Instructions for the task -> What is needed is a copy of each line in the listing below that contains "cached".

Data excerpts ->
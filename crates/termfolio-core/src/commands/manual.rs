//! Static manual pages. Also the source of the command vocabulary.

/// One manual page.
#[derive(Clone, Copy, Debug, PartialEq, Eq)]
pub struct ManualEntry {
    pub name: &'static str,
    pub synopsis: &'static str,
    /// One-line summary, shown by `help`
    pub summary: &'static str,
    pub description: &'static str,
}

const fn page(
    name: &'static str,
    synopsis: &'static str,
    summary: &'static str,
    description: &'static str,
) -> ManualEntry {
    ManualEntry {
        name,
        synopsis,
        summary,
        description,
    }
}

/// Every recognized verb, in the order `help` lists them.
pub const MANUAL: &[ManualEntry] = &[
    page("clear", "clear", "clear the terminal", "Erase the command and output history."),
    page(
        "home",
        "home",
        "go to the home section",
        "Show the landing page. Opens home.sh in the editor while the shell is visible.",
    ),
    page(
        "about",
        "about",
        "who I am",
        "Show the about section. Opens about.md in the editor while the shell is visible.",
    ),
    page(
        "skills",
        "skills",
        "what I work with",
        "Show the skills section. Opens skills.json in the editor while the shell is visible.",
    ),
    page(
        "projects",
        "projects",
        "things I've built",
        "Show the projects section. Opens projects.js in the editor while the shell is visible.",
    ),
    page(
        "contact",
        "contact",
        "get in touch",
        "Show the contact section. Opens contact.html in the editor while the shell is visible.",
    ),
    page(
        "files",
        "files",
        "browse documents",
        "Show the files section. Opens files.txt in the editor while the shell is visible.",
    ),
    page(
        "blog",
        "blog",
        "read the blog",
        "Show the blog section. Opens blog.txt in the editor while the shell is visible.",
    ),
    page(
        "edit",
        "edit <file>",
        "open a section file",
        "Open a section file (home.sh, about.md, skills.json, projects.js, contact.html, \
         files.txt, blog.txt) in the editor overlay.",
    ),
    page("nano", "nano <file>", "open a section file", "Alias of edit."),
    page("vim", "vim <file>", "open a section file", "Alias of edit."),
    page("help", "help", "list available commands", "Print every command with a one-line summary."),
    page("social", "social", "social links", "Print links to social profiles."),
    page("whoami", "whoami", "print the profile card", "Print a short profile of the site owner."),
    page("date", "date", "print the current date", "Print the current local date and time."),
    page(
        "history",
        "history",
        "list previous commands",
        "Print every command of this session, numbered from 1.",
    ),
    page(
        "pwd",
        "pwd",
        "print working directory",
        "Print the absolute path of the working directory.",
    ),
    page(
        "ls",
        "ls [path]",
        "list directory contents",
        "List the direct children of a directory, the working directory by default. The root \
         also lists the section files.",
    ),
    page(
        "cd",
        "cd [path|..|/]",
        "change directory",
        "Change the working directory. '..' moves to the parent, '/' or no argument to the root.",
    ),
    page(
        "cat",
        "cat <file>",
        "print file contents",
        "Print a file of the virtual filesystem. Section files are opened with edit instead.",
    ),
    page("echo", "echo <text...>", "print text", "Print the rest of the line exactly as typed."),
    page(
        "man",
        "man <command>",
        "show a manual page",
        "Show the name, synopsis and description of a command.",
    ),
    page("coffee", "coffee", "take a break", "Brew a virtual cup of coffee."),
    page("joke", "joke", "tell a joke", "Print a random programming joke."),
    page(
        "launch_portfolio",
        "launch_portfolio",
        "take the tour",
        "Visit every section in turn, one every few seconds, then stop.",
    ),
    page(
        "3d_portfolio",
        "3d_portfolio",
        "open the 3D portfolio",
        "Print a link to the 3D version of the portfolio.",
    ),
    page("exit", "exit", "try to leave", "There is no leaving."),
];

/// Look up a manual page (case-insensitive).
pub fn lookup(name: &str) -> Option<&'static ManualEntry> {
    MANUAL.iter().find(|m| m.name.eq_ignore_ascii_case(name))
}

---

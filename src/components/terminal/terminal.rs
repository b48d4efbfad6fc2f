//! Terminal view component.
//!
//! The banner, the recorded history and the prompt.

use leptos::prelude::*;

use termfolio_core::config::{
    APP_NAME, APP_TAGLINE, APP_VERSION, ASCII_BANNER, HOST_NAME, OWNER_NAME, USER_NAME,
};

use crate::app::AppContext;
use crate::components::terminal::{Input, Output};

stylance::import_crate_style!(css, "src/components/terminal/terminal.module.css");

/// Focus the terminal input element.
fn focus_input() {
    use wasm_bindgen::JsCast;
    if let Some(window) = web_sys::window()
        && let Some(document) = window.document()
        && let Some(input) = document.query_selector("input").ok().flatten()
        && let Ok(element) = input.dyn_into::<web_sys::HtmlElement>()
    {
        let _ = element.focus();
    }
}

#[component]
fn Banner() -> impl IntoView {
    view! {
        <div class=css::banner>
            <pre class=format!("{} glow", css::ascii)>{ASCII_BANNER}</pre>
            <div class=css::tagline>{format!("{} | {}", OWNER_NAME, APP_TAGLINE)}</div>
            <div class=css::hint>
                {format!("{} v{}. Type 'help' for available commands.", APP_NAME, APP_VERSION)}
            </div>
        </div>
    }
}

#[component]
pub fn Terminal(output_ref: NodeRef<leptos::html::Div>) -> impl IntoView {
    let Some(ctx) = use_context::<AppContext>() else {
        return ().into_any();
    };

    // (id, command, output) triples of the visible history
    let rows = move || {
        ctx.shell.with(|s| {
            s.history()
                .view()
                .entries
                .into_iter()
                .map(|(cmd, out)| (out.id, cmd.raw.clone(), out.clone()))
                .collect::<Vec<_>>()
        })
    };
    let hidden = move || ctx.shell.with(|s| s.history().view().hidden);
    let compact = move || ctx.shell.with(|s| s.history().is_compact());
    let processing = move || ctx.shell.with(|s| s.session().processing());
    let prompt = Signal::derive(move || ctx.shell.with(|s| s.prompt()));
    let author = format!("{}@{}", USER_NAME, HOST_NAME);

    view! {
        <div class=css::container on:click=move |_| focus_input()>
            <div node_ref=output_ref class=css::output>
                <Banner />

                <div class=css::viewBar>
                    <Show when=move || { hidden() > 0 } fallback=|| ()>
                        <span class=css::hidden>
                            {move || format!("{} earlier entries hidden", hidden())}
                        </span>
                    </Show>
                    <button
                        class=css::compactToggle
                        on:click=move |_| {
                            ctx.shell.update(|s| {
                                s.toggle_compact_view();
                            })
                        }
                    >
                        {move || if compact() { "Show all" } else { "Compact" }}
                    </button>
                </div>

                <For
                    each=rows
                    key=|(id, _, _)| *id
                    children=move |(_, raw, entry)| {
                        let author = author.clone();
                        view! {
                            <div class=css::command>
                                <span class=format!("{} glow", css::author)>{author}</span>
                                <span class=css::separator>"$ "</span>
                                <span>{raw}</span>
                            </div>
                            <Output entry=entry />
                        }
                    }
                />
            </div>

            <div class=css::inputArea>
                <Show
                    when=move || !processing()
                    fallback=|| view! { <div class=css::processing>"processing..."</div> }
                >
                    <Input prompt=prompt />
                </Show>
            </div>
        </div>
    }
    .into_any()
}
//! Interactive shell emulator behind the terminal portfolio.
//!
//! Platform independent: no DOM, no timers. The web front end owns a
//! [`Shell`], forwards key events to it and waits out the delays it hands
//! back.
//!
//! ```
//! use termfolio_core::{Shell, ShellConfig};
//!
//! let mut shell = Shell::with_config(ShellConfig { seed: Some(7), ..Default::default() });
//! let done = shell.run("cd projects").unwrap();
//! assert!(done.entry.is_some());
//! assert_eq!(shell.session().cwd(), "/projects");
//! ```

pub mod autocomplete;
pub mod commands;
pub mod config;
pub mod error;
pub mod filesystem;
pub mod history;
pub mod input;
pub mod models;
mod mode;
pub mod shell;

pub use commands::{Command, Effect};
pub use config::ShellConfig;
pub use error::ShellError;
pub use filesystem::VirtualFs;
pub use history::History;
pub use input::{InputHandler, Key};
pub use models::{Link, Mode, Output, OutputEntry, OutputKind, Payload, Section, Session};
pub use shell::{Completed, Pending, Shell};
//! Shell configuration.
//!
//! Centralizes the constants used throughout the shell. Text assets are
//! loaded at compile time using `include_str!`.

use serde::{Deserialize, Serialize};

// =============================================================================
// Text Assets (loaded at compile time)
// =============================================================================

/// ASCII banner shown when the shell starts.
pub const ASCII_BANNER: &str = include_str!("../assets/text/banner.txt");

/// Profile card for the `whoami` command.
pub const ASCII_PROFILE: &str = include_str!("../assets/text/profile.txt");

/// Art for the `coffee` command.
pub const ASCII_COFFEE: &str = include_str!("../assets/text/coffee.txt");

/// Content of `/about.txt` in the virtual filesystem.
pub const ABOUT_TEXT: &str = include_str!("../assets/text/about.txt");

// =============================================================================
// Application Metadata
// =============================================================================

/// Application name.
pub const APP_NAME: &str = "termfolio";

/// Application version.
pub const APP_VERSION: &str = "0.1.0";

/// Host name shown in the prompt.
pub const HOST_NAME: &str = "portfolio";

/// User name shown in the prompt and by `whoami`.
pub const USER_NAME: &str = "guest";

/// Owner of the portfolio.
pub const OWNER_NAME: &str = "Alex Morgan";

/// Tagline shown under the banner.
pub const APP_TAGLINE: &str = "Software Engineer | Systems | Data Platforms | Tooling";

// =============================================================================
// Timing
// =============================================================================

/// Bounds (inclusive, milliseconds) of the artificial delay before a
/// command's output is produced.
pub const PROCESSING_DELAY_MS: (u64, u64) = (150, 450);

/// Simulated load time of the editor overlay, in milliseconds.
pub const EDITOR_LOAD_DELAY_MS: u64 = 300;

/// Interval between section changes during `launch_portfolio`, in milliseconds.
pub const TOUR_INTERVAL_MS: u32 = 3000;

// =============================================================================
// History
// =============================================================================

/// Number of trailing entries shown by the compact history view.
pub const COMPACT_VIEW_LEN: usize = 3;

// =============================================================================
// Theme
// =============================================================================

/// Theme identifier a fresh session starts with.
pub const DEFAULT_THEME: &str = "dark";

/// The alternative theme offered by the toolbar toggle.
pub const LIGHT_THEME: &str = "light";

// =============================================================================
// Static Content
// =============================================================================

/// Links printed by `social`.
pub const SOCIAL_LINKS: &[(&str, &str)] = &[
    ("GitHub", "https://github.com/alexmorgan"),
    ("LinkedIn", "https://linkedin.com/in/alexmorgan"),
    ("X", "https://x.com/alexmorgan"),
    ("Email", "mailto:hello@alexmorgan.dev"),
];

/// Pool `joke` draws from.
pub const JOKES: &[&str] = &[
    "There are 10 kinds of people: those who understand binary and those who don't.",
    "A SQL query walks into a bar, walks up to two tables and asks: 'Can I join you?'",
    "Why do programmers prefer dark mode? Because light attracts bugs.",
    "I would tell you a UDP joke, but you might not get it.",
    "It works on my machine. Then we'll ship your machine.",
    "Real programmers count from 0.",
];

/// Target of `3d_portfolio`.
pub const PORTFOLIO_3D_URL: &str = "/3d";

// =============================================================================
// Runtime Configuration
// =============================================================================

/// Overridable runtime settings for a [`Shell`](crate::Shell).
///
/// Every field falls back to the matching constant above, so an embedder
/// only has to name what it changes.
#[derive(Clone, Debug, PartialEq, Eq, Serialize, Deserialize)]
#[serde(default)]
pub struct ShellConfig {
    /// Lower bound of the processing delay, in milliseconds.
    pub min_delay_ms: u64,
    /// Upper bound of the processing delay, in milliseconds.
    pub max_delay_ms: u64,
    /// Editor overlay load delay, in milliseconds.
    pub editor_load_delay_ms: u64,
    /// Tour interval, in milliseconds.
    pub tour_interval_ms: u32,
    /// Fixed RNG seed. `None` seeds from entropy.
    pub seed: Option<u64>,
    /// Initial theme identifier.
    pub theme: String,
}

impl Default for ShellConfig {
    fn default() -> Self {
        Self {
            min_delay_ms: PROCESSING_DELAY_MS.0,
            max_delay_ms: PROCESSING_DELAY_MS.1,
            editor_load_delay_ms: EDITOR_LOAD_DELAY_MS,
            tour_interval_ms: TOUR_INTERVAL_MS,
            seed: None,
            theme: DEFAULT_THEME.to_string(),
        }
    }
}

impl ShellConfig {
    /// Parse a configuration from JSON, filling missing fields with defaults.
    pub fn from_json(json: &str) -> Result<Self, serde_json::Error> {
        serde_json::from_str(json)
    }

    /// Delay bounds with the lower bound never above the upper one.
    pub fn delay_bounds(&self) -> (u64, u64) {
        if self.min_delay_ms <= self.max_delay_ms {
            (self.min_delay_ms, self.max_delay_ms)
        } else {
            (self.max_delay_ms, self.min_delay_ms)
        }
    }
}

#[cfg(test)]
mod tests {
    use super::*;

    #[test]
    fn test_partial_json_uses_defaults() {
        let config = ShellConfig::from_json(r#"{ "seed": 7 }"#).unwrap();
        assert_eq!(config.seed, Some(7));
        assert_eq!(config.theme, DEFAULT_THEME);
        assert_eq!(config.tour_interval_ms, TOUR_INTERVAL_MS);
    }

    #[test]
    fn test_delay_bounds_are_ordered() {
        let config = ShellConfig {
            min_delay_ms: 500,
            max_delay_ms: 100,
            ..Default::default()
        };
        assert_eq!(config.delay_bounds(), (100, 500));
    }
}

...

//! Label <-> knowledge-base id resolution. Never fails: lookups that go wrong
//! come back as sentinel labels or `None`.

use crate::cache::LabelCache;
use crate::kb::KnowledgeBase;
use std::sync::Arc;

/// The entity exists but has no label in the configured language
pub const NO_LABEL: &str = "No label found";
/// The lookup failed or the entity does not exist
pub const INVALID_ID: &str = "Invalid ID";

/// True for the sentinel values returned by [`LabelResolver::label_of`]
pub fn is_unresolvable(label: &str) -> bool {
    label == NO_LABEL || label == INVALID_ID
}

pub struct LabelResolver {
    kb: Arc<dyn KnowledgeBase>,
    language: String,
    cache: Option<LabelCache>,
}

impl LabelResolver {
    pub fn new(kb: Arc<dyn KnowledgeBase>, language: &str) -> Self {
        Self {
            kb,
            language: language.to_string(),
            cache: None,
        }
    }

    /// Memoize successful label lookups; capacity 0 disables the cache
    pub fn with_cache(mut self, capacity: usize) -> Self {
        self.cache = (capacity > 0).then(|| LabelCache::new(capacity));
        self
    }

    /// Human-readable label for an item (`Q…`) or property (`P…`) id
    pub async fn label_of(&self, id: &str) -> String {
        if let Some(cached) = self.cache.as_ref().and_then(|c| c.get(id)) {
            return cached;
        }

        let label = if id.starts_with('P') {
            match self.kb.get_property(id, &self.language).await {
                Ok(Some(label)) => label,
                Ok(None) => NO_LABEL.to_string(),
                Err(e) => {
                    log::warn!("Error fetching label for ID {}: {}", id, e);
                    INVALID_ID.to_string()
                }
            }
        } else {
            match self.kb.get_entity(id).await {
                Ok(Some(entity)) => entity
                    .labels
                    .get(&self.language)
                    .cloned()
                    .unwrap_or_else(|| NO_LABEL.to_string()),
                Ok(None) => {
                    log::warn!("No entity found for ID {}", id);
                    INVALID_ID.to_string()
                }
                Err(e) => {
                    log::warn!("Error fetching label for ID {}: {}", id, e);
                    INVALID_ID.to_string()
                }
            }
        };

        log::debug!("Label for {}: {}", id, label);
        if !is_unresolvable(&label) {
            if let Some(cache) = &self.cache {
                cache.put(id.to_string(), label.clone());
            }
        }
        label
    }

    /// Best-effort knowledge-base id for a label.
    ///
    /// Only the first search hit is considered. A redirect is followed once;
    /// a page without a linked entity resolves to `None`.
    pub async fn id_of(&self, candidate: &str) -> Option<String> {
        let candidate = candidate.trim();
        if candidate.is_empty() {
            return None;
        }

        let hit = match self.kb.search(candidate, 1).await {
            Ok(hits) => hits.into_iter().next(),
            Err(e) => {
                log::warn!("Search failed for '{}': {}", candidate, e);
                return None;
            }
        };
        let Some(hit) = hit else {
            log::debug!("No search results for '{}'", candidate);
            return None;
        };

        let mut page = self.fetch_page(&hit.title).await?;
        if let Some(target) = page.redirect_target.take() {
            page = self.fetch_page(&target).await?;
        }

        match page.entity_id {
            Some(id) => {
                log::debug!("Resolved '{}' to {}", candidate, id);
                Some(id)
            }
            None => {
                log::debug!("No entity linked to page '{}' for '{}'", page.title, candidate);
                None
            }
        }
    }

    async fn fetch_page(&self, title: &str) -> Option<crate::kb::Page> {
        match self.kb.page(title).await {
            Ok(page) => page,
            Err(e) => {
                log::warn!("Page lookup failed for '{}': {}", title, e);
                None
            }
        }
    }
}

Solution ->
        if let Some(cached) = self.cache.as_ref().and_then(|c| c.get(id)) {
            return cached;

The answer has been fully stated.